The sentence was announced by Assistant Attorney General John C. Cruden for the Justice Department’s Environment and Natural Resources Division and U.S. Attorney John Stuart Bruce for the Eastern District of North Carolina.
“We are pleased with the substantial penalties imposed by the court, which reinforces that pollution doesn’t pay,” Cruden said. “We will continue to protect United States ports and waters, and uphold our treaty obligations, by vigorously prosecuting companies that dump oil at sea and then try to mislead U.S. Coast Guard inspectors with false statements and documents.”

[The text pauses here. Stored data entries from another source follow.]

use core::fmt;

use bop_common::Span;

#[derive(Debug, Eq, PartialEq, Clone, Copy)]
pub struct Token {
    pub span: Span,
    pub kind: TokenKind,
}

impl fmt::Display for Token {
    fn fmt(&self, f: &mut fmt::Formatter) -> fmt::Result {
        let start = self.span.start();
        let end = self.span.end();
        write!(f, "{}@{start}..{end}", self.kind)
    }
}

#[derive(logos::Logos, Debug, Eq, PartialEq, Clone, Copy)]
pub enum TokenKind {
    #[token("!")]
    Bang,

    #[token(",")]
    Comma,

    /// `%BlockLeaves`
    #[regex(r"%[a-zA-Z_0-9]+")]
    ClassInclusive,

    /// `$BlockLeaves`
    #[regex(r"\$[a-zA-Z_0-9]+")]
    ClassExact,

    /// `~water`
    #[regex(r"~[a-zA-Z_0-9]+")]
    Material,

    /// `@airAbove`
    #[regex(r"@[a-zA-Z_0-9]+")]
    Predefined,

    /// `[variant=birch|oak, snowy=false]`, the body is parsed separately
    #[regex(r"\[[^\]]*\]")]
    Properties,

    /// `sand` or `biomesoplenty:grass`
    #[regex(r"[a-zA-Z_0-9:]+")]
    BlockName,

    #[regex("[ \t\r\n]+")]
    Whitespace,

    EndOfInput,

    Error,
}

impl TokenKind {
    /// Whether this token starts a query term
    pub fn is_term(self) -> bool {
        matches!(
            self,
            TokenKind::Bang
                | TokenKind::ClassInclusive
                | TokenKind::ClassExact
                | TokenKind::Material
                | TokenKind::Predefined
                | TokenKind::Properties
                | TokenKind::BlockName
        )
    }

    /// Length of the sigil in front of the name
    pub fn sigil_len(self) -> usize {
        match self {
            TokenKind::ClassInclusive
            | TokenKind::ClassExact
            | TokenKind::Material
            | TokenKind::Predefined => 1,
            _ => 0,
        }
    }
}

impl fmt::Display for TokenKind {
    #[allow(clippy::use_debug)]
    fn fmt(&self, f: &mut fmt::Formatter<'_>) -> fmt::Result {
        write!(f, "{self:?}")
    }
}
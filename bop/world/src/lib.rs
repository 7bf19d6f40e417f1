//! The world model that block queries are evaluated against
//!
//! Contains positions, materials, block classes, the block registry and an
//! in-memory [`SnapshotWorld`], as well as the table of world types.

mod block;
pub use block::{BlockDef, BlockId, BlockState, PropertyValue, ResourceName, DEFAULT_NAMESPACE};

mod block_class;
pub use block_class::{
    BlockClassDesc, BlockClassId, BlockClassRegistry, BLOCK_CLASS, CLASS_NAMESPACES,
};

mod material;
pub use material::Material;

mod plant;
pub use plant::{PlantType, SustainsPlantType};

mod pos;
pub use pos::{BlockPos, Direction};

mod registry;
pub use registry::BlockRegistry;

mod world;
pub use world::{SnapshotWorld, World};

pub mod vanilla;
pub mod world_type;
pub use world_type::{WorldType, WorldTypes};
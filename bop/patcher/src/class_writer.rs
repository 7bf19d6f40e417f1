use bop_common::FxIndexSet;
use bop_error::{PatchError, PatchResult};
use smol_str::SmolStr;

use crate::{
    class_node::{ClassNode, MethodNode},
    class_reader::{MAGIC, TAG_FIELD, TAG_JUMP, TAG_LABEL, TAG_METHOD, TAG_OTHER},
    insn::{Insn, MemberRef},
};

/// Encodes `class` in the format read by [`crate::read_class`]
///
/// With `compute_frames` the frames of every method are recomputed from its
/// instructions, otherwise the stored frames are written as they are.
pub fn write_class(class: &ClassNode, compute_frames: bool) -> PatchResult<Vec<u8>> {
    let pool = collect_pool(class);

    let mut writer = ClassWriter {
        out: Vec::new(),
        pool: &pool,
    };
    writer.out.extend_from_slice(MAGIC);
    writer.u16(class.version);

    writer.u16(len_u16(pool.len(), "pool entries")?);
    for entry in &pool {
        writer.u16(len_u16(entry.len(), "bytes in a pool entry")?);
        writer.out.extend_from_slice(entry.as_bytes());
    }

    writer.u16(class.access);
    writer.string(&class.name);
    writer.string(&class.super_name);

    writer.u16(len_u16(class.methods.len(), "methods")?);
    for method in &class.methods {
        writer.method(method, compute_frames)?;
    }

    Ok(writer.out)
}

/// Collects every string in the order the writer references it
fn collect_pool(class: &ClassNode) -> FxIndexSet<SmolStr> {
    let mut pool = FxIndexSet::default();
    pool.insert(class.name.clone());
    pool.insert(class.super_name.clone());
    for method in &class.methods {
        pool.insert(method.name.clone());
        pool.insert(method.desc.clone());
        for insn in method.instructions.iter() {
            if let Insn::Field { field: member, .. } | Insn::Method { method: member, .. } = insn
            {
                pool.insert(member.owner.clone());
                pool.insert(member.name.clone());
                pool.insert(member.desc.clone());
            }
        }
    }
    pool
}

fn len_u16(len: usize, what: &str) -> PatchResult<u16> {
    u16::try_from(len).map_err(|_| PatchError::malformed(0, format!("Too many {what}: {len}")))
}

struct ClassWriter<'a> {
    out: Vec<u8>,
    pool: &'a FxIndexSet<SmolStr>,
}

impl ClassWriter<'_> {
    fn u8(&mut self, value: u8) {
        self.out.push(value);
    }

    fn u16(&mut self, value: u16) {
        self.out.extend_from_slice(&value.to_be_bytes());
    }

    fn u32(&mut self, value: u32) {
        self.out.extend_from_slice(&value.to_be_bytes());
    }

    /// Writes the pool index of `value`, which must have been collected before
    #[allow(clippy::cast_possible_truncation)]
    fn string(&mut self, value: &str) {
        let index = self
            .pool
            .get_index_of(value)
            .unwrap_or_else(|| unreachable!("'{value}' was not collected into the pool"));
        // The pool length was checked to fit
        self.u16(index as u16);
    }

    fn member(&mut self, member: &MemberRef) {
        self.string(&member.owner);
        self.string(&member.name);
        self.string(&member.desc);
    }

    fn method(&mut self, method: &MethodNode, compute_frames: bool) -> PatchResult<()> {
        self.u16(method.access);
        self.string(&method.name);
        self.string(&method.desc);
        self.u16(method.max_stack);
        self.u16(method.max_locals);

        let insn_count = u32::try_from(method.instructions.len())
            .map_err(|_| PatchError::malformed(0, "Too many instructions"))?;
        self.u32(insn_count);
        for insn in method.instructions.iter() {
            self.insn(insn)?;
        }

        let computed;
        let frames = if compute_frames {
            computed = method.compute_frames();
            &computed
        } else {
            &method.frames
        };
        self.u16(len_u16(frames.len(), "frames")?);
        for frame in frames {
            self.u32(frame.offset);
        }
        Ok(())
    }

    fn insn(&mut self, insn: &Insn) -> PatchResult<()> {
        match insn {
            Insn::Label(label) => {
                self.u8(TAG_LABEL);
                self.u32(label.0);
            }
            Insn::Field { op, field } => {
                self.u8(TAG_FIELD);
                self.u8(op.as_byte());
                self.member(field);
            }
            Insn::Method {
                op,
                method,
                interface,
            } => {
                self.u8(TAG_METHOD);
                self.u8(op.as_byte());
                self.member(method);
                self.u8(u8::from(*interface));
            }
            Insn::Jump { op, target } => {
                self.u8(TAG_JUMP);
                self.u8(op.as_byte());
                self.u32(target.0);
            }
            Insn::Other { opcode, operands } => {
                let len = u8::try_from(operands.len()).map_err(|_| {
                    PatchError::malformed(0, format!("Too many operands for opcode 0x{opcode:02x}"))
                })?;
                self.u8(TAG_OTHER);
                self.u8(*opcode);
                self.u8(len);
                self.out.extend_from_slice(operands);
            }
        }
        Ok(())
    }
}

The operation of commercial marine vessels generates large quantities of waste oil, oil-contaminated wastewater and oil sludge. International and U.S. law forbid the discharge of oily wastes into the ocean. Should any overboard discharges occur, they must be documented in an official oil record book that is regularly inspected by the Coast Guard.
The evidence at trial demonstrated that the companies maintained a lax “paper” compliance regime focused on avoiding liability rather than adequately training and supervising engineers. The companies failed to follow their own environmental policies and ignored important red flags, such as the vessel’s failure to offload oil sludge for many months and its rare use of a pollution-prevention device known as an oil-water separator. The regular dumping of tons of bilge water into the ocean continued for at least six months.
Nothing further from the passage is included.